Apparently not, she realizes, as she hears a long snore. Joffrey reappears, laughing. "He couldn't do it, could he? I see no bloodied sheets. I knew my uncle wasn't man enough to take you. Well, I'll have you first, and he'll wake to bloody sheets. How will you explain that, my lady?"

All she can do is shake her head, too shocked to even cry. (No, no, no. I thought wedding Tyrion was the worst thing that could happen to me.)

Joffrey leans in, and she flinches, but all he does is caress her cheek with a finger. "My sweet lady," he says. "I did not want to let you go. They made me, you know. If I'd had my way, tonight would be our wedding night." His fingers find her loosened curls and comb through them, ending on her breasts, which are only lightly covered by her nightdress. He rubs them, awkwardly, as if he's uncertain what to do. Dumbfounded, she can do nothing but stare. (He's being kind. It must be a trick.)

His hand rises to her shoulders as his face nears hers. The smell of wine again crawls into her nostrils, and she realizes that he must be even drunker than Tyrion was. He grips her shoulders and kisses her clumsily, once, then again. She finds herself returning the second kiss, and he at once pushes her back onto the bed, his fingers dragging down her chest between her breasts. He shoves her thin gown up around her thighs, roughly running his hands between her legs.
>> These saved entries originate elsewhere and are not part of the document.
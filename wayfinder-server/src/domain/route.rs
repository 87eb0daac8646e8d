//! Route and instruction types.
//!
//! A `NavigationRoute` is the result of one successful planning call: the
//! node path, its metrics, and the narrated instructions for walking it.

use std::fmt;

use super::{DomainError, NavigationNode, NodeId, PointOfInterest, Vector3};
use crate::instructions::format_distance;

/// The kind of a navigation instruction.
#[derive(Debug, Clone, Copy, PartialEq, Eq, Hash)]
pub enum InstructionType {
    Start,
    Straight,
    TurnLeft,
    TurnRight,
    Upstairs,
    Downstairs,
    Elevator,
    Destination,
}

impl InstructionType {
    pub fn as_str(&self) -> &'static str {
        match self {
            InstructionType::Start => "start",
            InstructionType::Straight => "straight",
            InstructionType::TurnLeft => "turn-left",
            InstructionType::TurnRight => "turn-right",
            InstructionType::Upstairs => "upstairs",
            InstructionType::Downstairs => "downstairs",
            InstructionType::Elevator => "elevator",
            InstructionType::Destination => "destination",
        }
    }
}

impl fmt::Display for InstructionType {
    fn fmt(&self, f: &mut fmt::Formatter<'_>) -> fmt::Result {
        f.write_str(self.as_str())
    }
}

/// One step of turn-by-turn guidance.
#[derive(Debug, Clone, PartialEq)]
pub struct NavigationInstruction {
    /// Sequence number within the route, starting at 0.
    pub id: usize,
    pub instruction_type: InstructionType,
    pub description: String,
    /// Length of the segment leading to `position`, in meters.
    pub distance: f64,
    pub position: Vector3,
}

impl NavigationInstruction {
    /// The segment distance formatted for display.
    pub fn distance_text(&self) -> String {
        format_distance(self.distance)
    }
}

/// A planned route to a destination.
///
/// # Invariants
///
/// - The node path is never empty: start first, destination-side node last.
#[derive(Debug, Clone)]
pub struct NavigationRoute {
    destination: PointOfInterest,
    nodes: Vec<NavigationNode>,
    total_distance: f64,
    estimated_time: f64,
    instructions: Vec<NavigationInstruction>,
}

impl NavigationRoute {
    /// Assembles a route from its parts.
    ///
    /// # Errors
    ///
    /// Returns `DomainError::EmptyRoute` if `nodes` is empty.
    pub fn new(
        destination: PointOfInterest,
        nodes: Vec<NavigationNode>,
        total_distance: f64,
        estimated_time: f64,
        instructions: Vec<NavigationInstruction>,
    ) -> Result<Self, DomainError> {
        if nodes.is_empty() {
            return Err(DomainError::EmptyRoute);
        }
        Ok(Self {
            destination,
            nodes,
            total_distance,
            estimated_time,
            instructions,
        })
    }

    pub fn destination(&self) -> &PointOfInterest {
        &self.destination
    }

    pub fn nodes(&self) -> &[NavigationNode] {
        &self.nodes
    }

    /// Total walking distance in meters.
    pub fn total_distance(&self) -> f64 {
        self.total_distance
    }

    /// Estimated walking time in seconds.
    pub fn estimated_time(&self) -> f64 {
        self.estimated_time
    }

    pub fn instructions(&self) -> &[NavigationInstruction] {
        &self.instructions
    }

    pub fn start(&self) -> &NavigationNode {
        &self.nodes[0]
    }

    pub fn end(&self) -> &NavigationNode {
        &self.nodes[self.nodes.len() - 1]
    }

    /// Node identifiers along the path.
    pub fn node_ids(&self) -> Vec<&NodeId> {
        self.nodes.iter().map(|n| n.id()).collect()
    }

    /// Number of consecutive node pairs on different floors.
    pub fn floor_changes(&self) -> usize {
        self.nodes
            .windows(2)
            .filter(|pair| pair[0].floor() != pair[1].floor())
            .count()
    }
}

#[cfg(test)]
mod tests {
    use super::*;
    use crate::domain::{NodeType, PoiCategory, PoiId};

    fn node(id: &str, floor: i32) -> NavigationNode {
        NavigationNode::new(
            NodeId::parse(id).unwrap(),
            Vector3::ZERO,
            NodeType::Corridor,
            floor,
        )
    }

    fn destination() -> PointOfInterest {
        PointOfInterest::new(
            PoiId::parse("desk").unwrap(),
            "Front desk",
            PoiCategory::Service,
            0,
            Vector3::ZERO,
        )
    }

    #[test]
    fn empty_route_rejected() {
        let result = NavigationRoute::new(destination(), vec![], 0.0, 0.0, vec![]);
        assert!(matches!(result, Err(DomainError::EmptyRoute)));
    }

    #[test]
    fn start_end_and_ids() {
        let route = NavigationRoute::new(
            destination(),
            vec![node("a", 0), node("b", 0), node("c", 1)],
            12.0,
            10.0,
            vec![],
        )
        .unwrap();

        assert_eq!(route.start().id().as_str(), "a");
        assert_eq!(route.end().id().as_str(), "c");
        let ids: Vec<&str> = route.node_ids().iter().map(|id| id.as_str()).collect();
        assert_eq!(ids, vec!["a", "b", "c"]);
    }

    #[test]
    fn floor_changes_counts_transitions() {
        let route = NavigationRoute::new(
            destination(),
            vec![node("a", 0), node("b", 1), node("c", 1), node("d", 0)],
            0.0,
            0.0,
            vec![],
        )
        .unwrap();
        assert_eq!(route.floor_changes(), 2);
    }

    #[test]
    fn single_node_route() {
        let route = NavigationRoute::new(destination(), vec![node("a", 0)], 0.0, 0.0, vec![])
            .unwrap();
        assert_eq!(route.start().id(), route.end().id());
        assert_eq!(route.floor_changes(), 0);
    }

    #[test]
    fn instruction_distance_text() {
        let instruction = NavigationInstruction {
            id: 1,
            instruction_type: InstructionType::Straight,
            description: "Continue straight for 5.0 m".to_string(),
            distance: 5.0,
            position: Vector3::ZERO,
        };
        assert_eq!(instruction.distance_text(), "5.0 m");
    }

    #[test]
    fn instruction_type_names() {
        assert_eq!(InstructionType::TurnLeft.as_str(), "turn-left");
        assert_eq!(InstructionType::Downstairs.to_string(), "downstairs");
    }
}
She shivers, but she's not sure if it's with cold, fear, or anticipation. Here is her sweet prince, once again. Joffrey plants damp, warm kisses on her neck, her chin, her cheek, and her lips, and she isn't sure if he's aimed them or can't tell what he's doing in the dark. "Sansa, my sweet," he murmurs again and again. "My lady. You'll never betray me."
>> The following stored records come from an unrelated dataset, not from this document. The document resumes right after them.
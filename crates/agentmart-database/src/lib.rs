//! # agentmart-database
//!
//! PostgreSQL connection management, the transactional listing store used by
//! the review state machine (PostgreSQL and in-memory backends), and plain
//! repositories for read-side queries and the audit log.

pub mod connection;
pub mod migration;
pub mod repositories;
pub mod store;

pub use connection::DatabasePool;
pub use store::{ListingStore, ListingTransaction, MemoryListingStore, PgListingStore};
He seems to be waiting for an answer, so she gives it. "I would never betray you, my king," she promises, although of course she already has.

His hand slips higher, shoving insistently at the top of her thighs, and when his fingers brush her, she feels something, but his hand stills and stops and he slumps against her, his mouth slack against her collarbone as the wine finally takes him.

And then she cries, because she cannot sleep, can do nothing but wait for the morning.